Austrian-American anarchist (1881–1973)

Max Nomad was the pseudonym of Maximilian Nacht (15 September 1881 – 18 April 1973), an Austrian-born American author and educator. In his youth he espoused militant anarchism and in the 1920s he was a supporter of the Bolshevik Revolution. From the 1940s he was for many years a politics lecturer in the United States.

==Life==
Maximilian Nacht was born in 1881, into a wealthy Jewish family in Buchach, eastern Galicia (now in Ukraine). Before World War I, he lived in Austria and attended the University of Vienna.

He died in 1973.

==Career==
From 1903 to 1907 Max, his older brother Siegfried and, sometimes, Senna Hoy in Zürich edited five volumes of a militant journal, Der Weckruf (The Alarm). In 1908 Max went to live in Kraków, where he became involved, along with Jan Wacław Machajski, in setting up a group called Workers' Conspiracy.

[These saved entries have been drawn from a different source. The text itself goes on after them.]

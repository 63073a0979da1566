//! Construction of transport credentials.
//!
//! The negotiator decides *which* scheme to answer with; a
//! [`CredentialBackend`] builds the credential object the transport actually
//! consumes. This keeps the decision logic independent of libgit2.

use std::path::{Path, PathBuf};

use super::env::{EnvSource, ProcessEnv};
use super::secret::Secret;
use super::types::Credential;
use crate::errors::AuthError;

/// Environment variable naming the SSH agent socket.
pub const SSH_AUTH_SOCK: &str = "SSH_AUTH_SOCK";

/// Builds transport-specific credentials for the schemes the negotiator picks.
///
/// Implementations must not block or retry: each call is one attempt.
pub trait CredentialBackend {
    /// Credential object handed to the transport.
    type Credential;

    /// Credential backed by a key held in the local SSH agent.
    fn ssh_key_from_agent(&self, username: &str) -> Result<Self::Credential, AuthError>;

    /// Credential backed by a key pair on disk.
    fn ssh_key(
        &self,
        username: &str,
        public_key: &Path,
        private_key: &Path,
        passphrase: Option<&str>,
    ) -> Result<Self::Credential, AuthError>;

    /// Plaintext username/password credential.
    fn userpass_plaintext(
        &self,
        username: &str,
        password: &str,
    ) -> Result<Self::Credential, AuthError>;
}

/// Pure-Rust backend producing [`Credential`] values.
///
/// The agent is considered available when a socket path was found, usually
/// via `SSH_AUTH_SOCK`. Key files are not opened here; the transport reads
/// them when it signs.
#[derive(Clone, Debug, Default)]
pub struct PlainBackend {
    agent_socket: Option<PathBuf>,
}

impl PlainBackend {
    pub fn new(agent_socket: Option<PathBuf>) -> Self {
        Self { agent_socket }
    }

    /// Pick up the agent socket from the process environment.
    pub fn from_env() -> Self {
        Self::from_source(&ProcessEnv)
    }

    pub fn from_source(source: &impl EnvSource) -> Self {
        let agent_socket = source
            .var(SSH_AUTH_SOCK)
            .filter(|v| !v.is_empty())
            .map(|v| PathBuf::from(v.as_str()));
        Self { agent_socket }
    }

    pub fn agent_socket(&self) -> Option<&Path> {
        self.agent_socket.as_deref()
    }
}

impl CredentialBackend for PlainBackend {
    type Credential = Credential;

    fn ssh_key_from_agent(&self, username: &str) -> Result<Credential, AuthError> {
        let socket = self
            .agent_socket
            .clone()
            .ok_or_else(|| AuthError::AgentUnavailable(format!("{SSH_AUTH_SOCK} is not set")))?;
        Ok(Credential::SshAgent {
            username: username.to_string(),
            socket,
        })
    }

    fn ssh_key(
        &self,
        username: &str,
        public_key: &Path,
        private_key: &Path,
        passphrase: Option<&str>,
    ) -> Result<Credential, AuthError> {
        if private_key.as_os_str().is_empty() {
            return Err(AuthError::KeyLoadError(
                "private key path is empty".to_string(),
            ));
        }
        let passphrase = passphrase.map(Secret::try_copy_from).transpose()?;
        Ok(Credential::SshKey {
            username: username.to_string(),
            public_key: public_key.to_path_buf(),
            private_key: private_key.to_path_buf(),
            passphrase,
        })
    }

    fn userpass_plaintext(&self, username: &str, password: &str) -> Result<Credential, AuthError> {
        Ok(Credential::UserPassPlaintext {
            username: username.to_string(),
            password: Secret::try_copy_from(password)?,
        })
    }
}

Max's brother Siegfried, later Stephen, emigrated to the United States at the end of 1912, and Max followed in 1913.

During the 1920s Max Nacht wrote pro-Soviet articles using the pseudonym "Max Nomad." However, he distanced himself from Stalinism in 1929. Writing in Scribner's Magazine in 1934, he coined the phrase capitalism without capitalists to describe the Soviet system.

A Guggenheim Fellow in 1937, he became a lecturer in politics and history at New York University, the New School for Social Research and the Rand School of Social Science.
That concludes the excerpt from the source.